La aparente indiferencia momentánea de Jesús hacia la mujer cananea tenía un propósito: demostrar la misericordia divina y poner a prueba la fe de la mujer. Así como un padre se oculta para que sus hijos lo busquen y demuestren su amor, Jesús aparentó ignorar a la mujer, permitiendo que su clamor se fortaleciera. Cuando alguien se esfuerza por alcanzar lo que desea sin rendirse, revela su verdadero interés por lograrlo. A veces, Dios silencia su voz para motivarnos a buscarlo con mayor empeño. Su supuesta ausencia no es más que un acto de bondad; nos impulsa a esforzarnos más para encontrarlo, lo que puede llevarnos a un nuevo nivel espiritual que de otro modo no hubiéramos alcanzado. La frecuencia de su voz puede, en ocasiones, disminuir el valor de lo extraordinario. Algunos autores se refieren a esto como "el invierno del corazón", señalando que en las relaciones hay momentos de cercanía y otros de distanciamiento. Esto también se aplica a nuestra relación con Dios, que puede ser similar a un péndulo que oscila de un lado a otro. No significa que algo esté mal; es una parte normal de nuestra amistad con él. Todos atravesamos por estas etapas, que, aunque dolorosas, son absolutamente necesarias para el desarrollo de nuestra fe. La pregunta es: ¿seguiremos amando a Dios, confiando y obedeciendo a pesar de no experimentar su presencia?

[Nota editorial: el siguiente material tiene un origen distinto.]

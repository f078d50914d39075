use crate::core::error::EngineResult;
use crate::domain::coord::Coordinate;

use super::SandSimulation;

pub(super) fn set_floor_margin(sim: &mut SandSimulation, floor_margin: i32) -> EngineResult<()> {
    let mut config = sim.config.clone();
    config.floor_margin = floor_margin;
    config.validate()?;
    sim.bounds.checked_abyss_row(floor_margin)?;
    sim.config = config;
    Ok(())
}

pub(super) fn set_step_interval_seconds(sim: &mut SandSimulation, seconds: f64) -> EngineResult<()> {
    let mut config = sim.config.clone();
    config.step_interval_seconds = seconds;
    config.validate()?;
    sim.config = config;
    Ok(())
}

pub(super) fn set_stop_when_full(sim: &mut SandSimulation, enabled: bool) {
    sim.config.stop_when_full = enabled;
}

pub(super) fn set_spawn_point(sim: &mut SandSimulation, spawn_point: Coordinate) -> EngineResult<()> {
    let mut config = sim.config.clone();
    config.spawn_point = spawn_point;
    config.validate()?;
    sim.config = config;
    Ok(())
}
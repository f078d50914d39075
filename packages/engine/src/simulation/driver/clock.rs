/// Seconds elapsed since creation. Browser builds read `Date.now()`,
/// native builds a monotonic `Instant`.
#[derive(Clone, Copy)]
pub(crate) struct StepClock {
    #[cfg(target_arch = "wasm32")]
    origin_ms: f64,
    #[cfg(not(target_arch = "wasm32"))]
    origin: std::time::Instant,
}

impl StepClock {
    pub(crate) fn started_now() -> Self {
        #[cfg(target_arch = "wasm32")]
        {
            StepClock { origin_ms: js_sys::Date::now() }
        }
        #[cfg(not(target_arch = "wasm32"))]
        {
            StepClock { origin: std::time::Instant::now() }
        }
    }

    pub(crate) fn now_secs(&self) -> f64 {
        #[cfg(target_arch = "wasm32")]
        {
            (js_sys::Date::now() - self.origin_ms) / 1000.0
        }
        #[cfg(not(target_arch = "wasm32"))]
        {
            self.origin.elapsed().as_secs_f64()
        }
    }
}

El Señor Jesús deseaba evaluar la calidad de la fe de la mujer cananea a través de su declaración. El título que ella usó podría haber surgido de una revelación espiritual profunda, o tal vez de un estudio personal de las Escrituras que formó su comprensión de la proclamación. Esto se asemeja a lo que ocurrió con Pedro, quien, sin que nadie se lo dijera, recibió una revelación divina y, en virtud de su conexión espiritual, proclamó: "Tú eres el Cristo, el Hijo del Dios viviente". Por otro lado, lo que la cananea decía podría ser solo una imitación de lo que la multitud proclamaba, un eco de los necesitados o la conclusión errónea de los exorcistas ambulantes (Hechos 19:13-20), quienes creían que las palabras eran lo que provocaba el milagro, no la gracia de Dios. Sin embargo, fue solo la súplica de los discípulos la que llevó a Jesús a detenerse ¿Acaso él también esperaba despertar algo en ellos?

Los discípulos, aunque sentían compasión, le pidieron a Jesús que despidiera a la mujer, como si intentaran consolarla con un "gracias por venir". Jesús respondió: "No soy enviado sino a las ovejas perdidas de Israel". Pero la cananea, sacando valor de lo más profundo de su ser, exclamó: "¡Señor, socórreme!" A pesar de su clamor, Jesús la menospreció nuevamente, afirmando: "No está bien tomar el pan de los hijos y echárselo a los perros". No obstante, ella defendió su fe con una respuesta breve y sabia, mostrando que tenía el derecho de llamarlo "Señor", no por mera imitación, sino porque en su corazón lo entendía y creía profundamente. Esto nos enseña que a veces el Señor nos presenta obstáculos para ayudarnos a crecer. En esos momentos, él nos empuja a sacar lo mejor de nosotros, donde un simple "lo necesito" no es suficiente; debemos tener una comprensión verdadera de lo que buscamos. Por esta razón, el Señor no atendía el clamor de la mujer cananea; su objetivo iba más allá de la sanación, con una finalidad que solo él conocía, revelada en las Escrituras siglos después: despertar la fe y el potencial de aquella mujer.